◆ INFORMATION SHOWN
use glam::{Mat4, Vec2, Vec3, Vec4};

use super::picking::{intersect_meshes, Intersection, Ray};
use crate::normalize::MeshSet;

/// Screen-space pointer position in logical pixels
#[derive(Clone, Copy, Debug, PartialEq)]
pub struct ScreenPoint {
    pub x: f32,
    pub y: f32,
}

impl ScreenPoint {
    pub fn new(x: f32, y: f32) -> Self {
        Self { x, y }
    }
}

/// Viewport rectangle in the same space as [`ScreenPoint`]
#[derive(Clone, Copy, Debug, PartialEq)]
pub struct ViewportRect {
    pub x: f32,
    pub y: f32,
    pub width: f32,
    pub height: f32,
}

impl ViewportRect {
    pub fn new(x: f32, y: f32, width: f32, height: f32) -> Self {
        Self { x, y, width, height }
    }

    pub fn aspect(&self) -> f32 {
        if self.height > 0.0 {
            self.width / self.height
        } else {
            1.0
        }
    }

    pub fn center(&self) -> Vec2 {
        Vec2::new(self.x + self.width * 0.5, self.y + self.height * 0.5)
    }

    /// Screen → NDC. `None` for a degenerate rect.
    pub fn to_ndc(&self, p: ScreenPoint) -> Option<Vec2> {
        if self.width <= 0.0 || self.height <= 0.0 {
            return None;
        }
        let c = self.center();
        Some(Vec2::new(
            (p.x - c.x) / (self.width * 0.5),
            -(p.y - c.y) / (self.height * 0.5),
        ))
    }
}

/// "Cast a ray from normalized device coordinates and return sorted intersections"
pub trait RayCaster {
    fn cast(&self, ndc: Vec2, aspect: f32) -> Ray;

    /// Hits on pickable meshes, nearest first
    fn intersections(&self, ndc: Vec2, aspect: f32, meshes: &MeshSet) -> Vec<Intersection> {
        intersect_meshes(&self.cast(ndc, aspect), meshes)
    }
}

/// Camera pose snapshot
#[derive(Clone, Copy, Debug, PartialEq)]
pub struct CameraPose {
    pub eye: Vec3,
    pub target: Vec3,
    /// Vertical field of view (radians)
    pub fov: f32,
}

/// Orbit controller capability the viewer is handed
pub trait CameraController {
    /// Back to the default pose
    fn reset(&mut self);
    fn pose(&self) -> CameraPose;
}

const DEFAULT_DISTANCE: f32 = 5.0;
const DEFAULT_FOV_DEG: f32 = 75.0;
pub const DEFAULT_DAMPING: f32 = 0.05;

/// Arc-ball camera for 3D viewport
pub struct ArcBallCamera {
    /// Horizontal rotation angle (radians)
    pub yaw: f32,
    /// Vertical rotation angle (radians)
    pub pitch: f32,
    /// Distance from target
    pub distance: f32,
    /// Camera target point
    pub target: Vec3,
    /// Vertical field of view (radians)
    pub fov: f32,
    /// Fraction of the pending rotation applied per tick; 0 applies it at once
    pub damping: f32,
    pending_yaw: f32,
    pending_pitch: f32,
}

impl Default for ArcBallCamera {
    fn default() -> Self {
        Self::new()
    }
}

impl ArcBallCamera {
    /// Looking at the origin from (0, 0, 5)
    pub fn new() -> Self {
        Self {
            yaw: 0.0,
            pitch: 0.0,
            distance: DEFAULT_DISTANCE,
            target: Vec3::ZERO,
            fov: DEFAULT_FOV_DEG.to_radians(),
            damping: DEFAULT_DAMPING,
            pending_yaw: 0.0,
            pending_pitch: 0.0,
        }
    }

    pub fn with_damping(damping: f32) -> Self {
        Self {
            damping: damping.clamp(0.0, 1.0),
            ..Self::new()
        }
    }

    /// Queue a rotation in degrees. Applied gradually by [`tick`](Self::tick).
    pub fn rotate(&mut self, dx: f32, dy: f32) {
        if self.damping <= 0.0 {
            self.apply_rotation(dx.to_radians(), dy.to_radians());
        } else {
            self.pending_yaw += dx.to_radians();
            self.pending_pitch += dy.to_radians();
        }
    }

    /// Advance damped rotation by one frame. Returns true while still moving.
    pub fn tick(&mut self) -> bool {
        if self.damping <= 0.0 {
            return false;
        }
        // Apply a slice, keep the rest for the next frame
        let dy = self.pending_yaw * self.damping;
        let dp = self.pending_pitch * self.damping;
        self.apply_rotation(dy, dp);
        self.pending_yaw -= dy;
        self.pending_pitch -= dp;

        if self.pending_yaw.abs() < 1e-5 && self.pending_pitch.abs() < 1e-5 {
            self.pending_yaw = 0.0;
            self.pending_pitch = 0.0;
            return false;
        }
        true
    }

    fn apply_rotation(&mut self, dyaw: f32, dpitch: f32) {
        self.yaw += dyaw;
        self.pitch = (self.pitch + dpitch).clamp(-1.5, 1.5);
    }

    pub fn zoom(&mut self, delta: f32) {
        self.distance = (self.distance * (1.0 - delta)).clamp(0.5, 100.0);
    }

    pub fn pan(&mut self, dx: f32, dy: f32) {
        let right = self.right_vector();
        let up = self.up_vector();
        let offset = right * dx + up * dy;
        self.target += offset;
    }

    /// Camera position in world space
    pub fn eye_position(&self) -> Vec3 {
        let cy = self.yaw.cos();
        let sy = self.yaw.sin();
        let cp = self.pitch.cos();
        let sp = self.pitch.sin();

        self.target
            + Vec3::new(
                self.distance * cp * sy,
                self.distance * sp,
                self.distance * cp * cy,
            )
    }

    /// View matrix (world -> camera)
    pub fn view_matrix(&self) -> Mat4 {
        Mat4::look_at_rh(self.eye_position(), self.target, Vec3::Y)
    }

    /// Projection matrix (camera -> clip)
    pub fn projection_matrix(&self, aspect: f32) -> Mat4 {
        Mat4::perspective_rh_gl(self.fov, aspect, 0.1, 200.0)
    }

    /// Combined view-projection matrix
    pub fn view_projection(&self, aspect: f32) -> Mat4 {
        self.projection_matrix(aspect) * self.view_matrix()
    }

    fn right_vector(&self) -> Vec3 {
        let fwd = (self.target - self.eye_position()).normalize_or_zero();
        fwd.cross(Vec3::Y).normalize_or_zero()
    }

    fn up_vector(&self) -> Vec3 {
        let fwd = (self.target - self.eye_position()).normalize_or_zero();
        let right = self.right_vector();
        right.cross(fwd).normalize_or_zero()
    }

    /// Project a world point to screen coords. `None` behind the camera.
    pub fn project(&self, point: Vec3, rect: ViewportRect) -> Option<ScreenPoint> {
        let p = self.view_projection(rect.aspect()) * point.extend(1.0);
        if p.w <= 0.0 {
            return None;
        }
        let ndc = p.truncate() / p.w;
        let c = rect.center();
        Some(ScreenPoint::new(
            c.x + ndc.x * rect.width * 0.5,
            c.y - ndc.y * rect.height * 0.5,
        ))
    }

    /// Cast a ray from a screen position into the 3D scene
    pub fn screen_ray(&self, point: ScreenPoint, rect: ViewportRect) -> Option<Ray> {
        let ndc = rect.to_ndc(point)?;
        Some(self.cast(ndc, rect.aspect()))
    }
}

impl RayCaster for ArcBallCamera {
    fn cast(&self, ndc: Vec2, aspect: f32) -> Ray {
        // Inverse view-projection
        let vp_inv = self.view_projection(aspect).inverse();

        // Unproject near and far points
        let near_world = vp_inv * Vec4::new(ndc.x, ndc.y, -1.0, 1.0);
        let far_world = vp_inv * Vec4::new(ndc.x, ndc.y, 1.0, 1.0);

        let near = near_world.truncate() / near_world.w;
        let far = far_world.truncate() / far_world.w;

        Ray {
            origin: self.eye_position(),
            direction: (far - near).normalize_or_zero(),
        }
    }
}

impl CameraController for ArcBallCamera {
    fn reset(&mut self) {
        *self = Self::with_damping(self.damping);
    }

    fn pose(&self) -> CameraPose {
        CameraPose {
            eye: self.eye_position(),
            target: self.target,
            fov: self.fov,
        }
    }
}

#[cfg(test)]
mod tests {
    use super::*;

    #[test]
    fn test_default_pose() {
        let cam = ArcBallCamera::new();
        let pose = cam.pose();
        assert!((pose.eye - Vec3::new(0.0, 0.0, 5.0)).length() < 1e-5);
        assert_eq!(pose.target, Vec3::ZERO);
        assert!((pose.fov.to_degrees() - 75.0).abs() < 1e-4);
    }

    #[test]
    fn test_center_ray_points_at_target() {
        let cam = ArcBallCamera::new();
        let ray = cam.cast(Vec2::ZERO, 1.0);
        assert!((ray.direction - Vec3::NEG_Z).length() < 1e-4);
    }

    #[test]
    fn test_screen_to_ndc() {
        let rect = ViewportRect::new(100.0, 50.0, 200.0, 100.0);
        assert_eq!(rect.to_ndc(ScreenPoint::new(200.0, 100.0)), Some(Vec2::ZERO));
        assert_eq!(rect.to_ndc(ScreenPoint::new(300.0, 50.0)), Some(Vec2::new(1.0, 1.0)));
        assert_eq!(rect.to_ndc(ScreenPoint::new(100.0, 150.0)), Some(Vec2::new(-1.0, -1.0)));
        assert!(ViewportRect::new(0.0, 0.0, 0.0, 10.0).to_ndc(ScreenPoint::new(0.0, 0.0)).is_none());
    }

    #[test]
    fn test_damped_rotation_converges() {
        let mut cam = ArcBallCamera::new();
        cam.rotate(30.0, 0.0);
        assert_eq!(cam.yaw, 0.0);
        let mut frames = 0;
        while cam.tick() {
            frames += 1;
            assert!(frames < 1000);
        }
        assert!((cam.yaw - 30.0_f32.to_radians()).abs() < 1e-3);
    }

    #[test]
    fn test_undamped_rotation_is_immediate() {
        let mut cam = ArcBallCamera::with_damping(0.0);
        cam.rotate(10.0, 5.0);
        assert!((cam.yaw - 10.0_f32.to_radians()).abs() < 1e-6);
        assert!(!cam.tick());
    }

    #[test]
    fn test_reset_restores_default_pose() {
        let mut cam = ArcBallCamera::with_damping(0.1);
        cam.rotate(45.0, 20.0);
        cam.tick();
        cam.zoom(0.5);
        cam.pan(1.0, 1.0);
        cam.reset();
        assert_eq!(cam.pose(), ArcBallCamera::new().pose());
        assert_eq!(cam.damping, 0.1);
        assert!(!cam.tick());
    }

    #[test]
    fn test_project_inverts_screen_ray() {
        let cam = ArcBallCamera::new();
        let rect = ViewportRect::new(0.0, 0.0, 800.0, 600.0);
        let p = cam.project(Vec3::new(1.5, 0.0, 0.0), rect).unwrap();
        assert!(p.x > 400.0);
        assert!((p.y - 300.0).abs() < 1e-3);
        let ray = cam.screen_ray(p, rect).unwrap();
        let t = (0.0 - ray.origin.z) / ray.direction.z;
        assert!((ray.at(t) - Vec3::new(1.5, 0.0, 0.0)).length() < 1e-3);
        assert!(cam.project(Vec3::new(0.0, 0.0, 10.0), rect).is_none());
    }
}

◆ REQUIREMENT
The answer must be one number: how many lines in the records above contain "unwrap".

◆ WRITTEN ANSWER
2